Histopathological specimen comprised grossly of a fragment of the cartilage of size 1.5 × 1.0 cm with attached tumor tissue 1.5 × 1.0 cm (Fig. 3). The cut surface of the tumor was yellowish-white. Sections from the tumor revealed a small round cell tumor arranged in sheets. All resected margins (anterior, inferior, subcarinal, and right lower paratracheal) and dissected 3 lymph nodes adjacent to the main specimen were free of tumor. Immunohistochemically, tumor cells were immune-positive for EMA, BCL2, MIC-2, and TLE1, while immune-negative for TTF-1, chromogranin, desmin, and myogenin. MIB-1 index was around 50–60%. Overall morphological and immune-histochemical features were favoring synovial sarcoma with a differential diagnosis of Ewing’s sarcoma (ES). Fluorescence in situ hybridization (FISH) analysis for SS demonstrated dual-color break-apart rearrangement probe (Vysis) which indicates t(X;18)(p11.2;q11.2), reciprocal translocation between SS18 gene on chromosome 18 (18q11.2), and SSX gene on chromosome X (Xp11.2) causes the presence of SS18-SSX fusion gene (Fig. 4). FISH analysis for ES did not show dual-color break-apart rearrangement probe (Vysis) which indicates the absence of t(11;22)(q24;q12), translocation between EWSR1 gene on chromosome 22 (22q12), and FLI-1 gene on chromosome 11 (11q24) causes the EWSR1/FLI-1 fusion gene. Based on these histological, immunohistochemical, and molecular genetic analyses, a final diagnosis of synovial sarcoma of the trachea was considered.

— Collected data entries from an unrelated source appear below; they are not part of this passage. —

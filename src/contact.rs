use spdlog::info;

use crate::error::{Result, ValidationError};
use crate::forms::ContactForm;
use crate::model::ContactMessage;
use crate::store::Collection;

pub const NOT_CONFIGURED_MESSAGE: &str = "Contact service is not configured. Please reach out via email.";
pub const SENT_MESSAGE: &str = "Message sent successfully! We'll get back to you soon.";

#[derive(Debug, PartialEq)]
pub enum Submission {
    Sent(ContactMessage),
    NotConfigured,
    Invalid(ValidationError),
}

impl Submission {
    /// Feedback line shown above the contact form.
    pub fn feedback(&self) -> String {
        match self {
            Submission::Sent(_) => SENT_MESSAGE.to_string(),
            Submission::NotConfigured => NOT_CONFIGURED_MESSAGE.to_string(),
            Submission::Invalid(err) => err.to_string(),
        }
    }

    pub fn is_sent(&self) -> bool {
        matches!(self, Submission::Sent(_))
    }
}

/// Stores a contact message in the inbox. Only storage failures are errors.
pub fn submit(enabled: bool, inbox: &mut Collection<ContactMessage>, form: &ContactForm) -> Result<Submission> {
    if !enabled {
        return Ok(Submission::NotConfigured);
    }

    let message = match form.to_message() {
        Ok(message) => message,
        Err(err) => return Ok(Submission::Invalid(err)),
    };

    let message = inbox.insert(message)?;
    info!("Contact message {} received from {}", message.id, message.email);
    Ok(Submission::Sent(message))
}

#[cfg(test)]
mod tests {
    use super::*;

    fn form() -> ContactForm {
        ContactForm {
            name: "Sam".to_string(),
            email: "sam@example.com".to_string(),
            message: "Hi there".to_string(),
        }
    }

    #[test]
    fn test_submit() {
        let dir = tempfile::tempdir().unwrap();
        let mut inbox = Collection::open(dir.path().join("messages.json")).unwrap();

        let outcome = submit(true, &mut inbox, &form()).unwrap();
        assert!(outcome.is_sent());
        assert_eq!(outcome.feedback(), SENT_MESSAGE);
        assert_eq!(inbox.all().len(), 1);

        let reopened: Collection<ContactMessage> = Collection::open(dir.path().join("messages.json")).unwrap();
        assert_eq!(reopened.all()[0].message, "Hi there");
    }

    #[test]
    fn test_not_configured_stores_nothing() {
        let dir = tempfile::tempdir().unwrap();
        let mut inbox = Collection::open(dir.path().join("messages.json")).unwrap();

        let outcome = submit(false, &mut inbox, &form()).unwrap();
        assert_eq!(outcome, Submission::NotConfigured);
        assert_eq!(outcome.feedback(), NOT_CONFIGURED_MESSAGE);
        assert!(inbox.all().is_empty());
    }

    #[test]
    fn test_invalid_form() {
        let dir = tempfile::tempdir().unwrap();
        let mut inbox = Collection::open(dir.path().join("messages.json")).unwrap();

        let bad = ContactForm { message: " ".to_string(), ..form() };
        let outcome = submit(true, &mut inbox, &bad).unwrap();
        assert_eq!(outcome.feedback(), "Message is required");
        assert!(inbox.all().is_empty());
    }
}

Because of small-sized primary tracheal synovial sarcoma with negative margins dissection, no adjuvant treatments were advised in a multidisciplinary tumor board meeting. The patient was kept on follow up with clinical examinations and serial chest X-ray and FOB. One year after surgery, there was locoregional control and had no distant metastases in chest X-ray imaging (Fig. 5).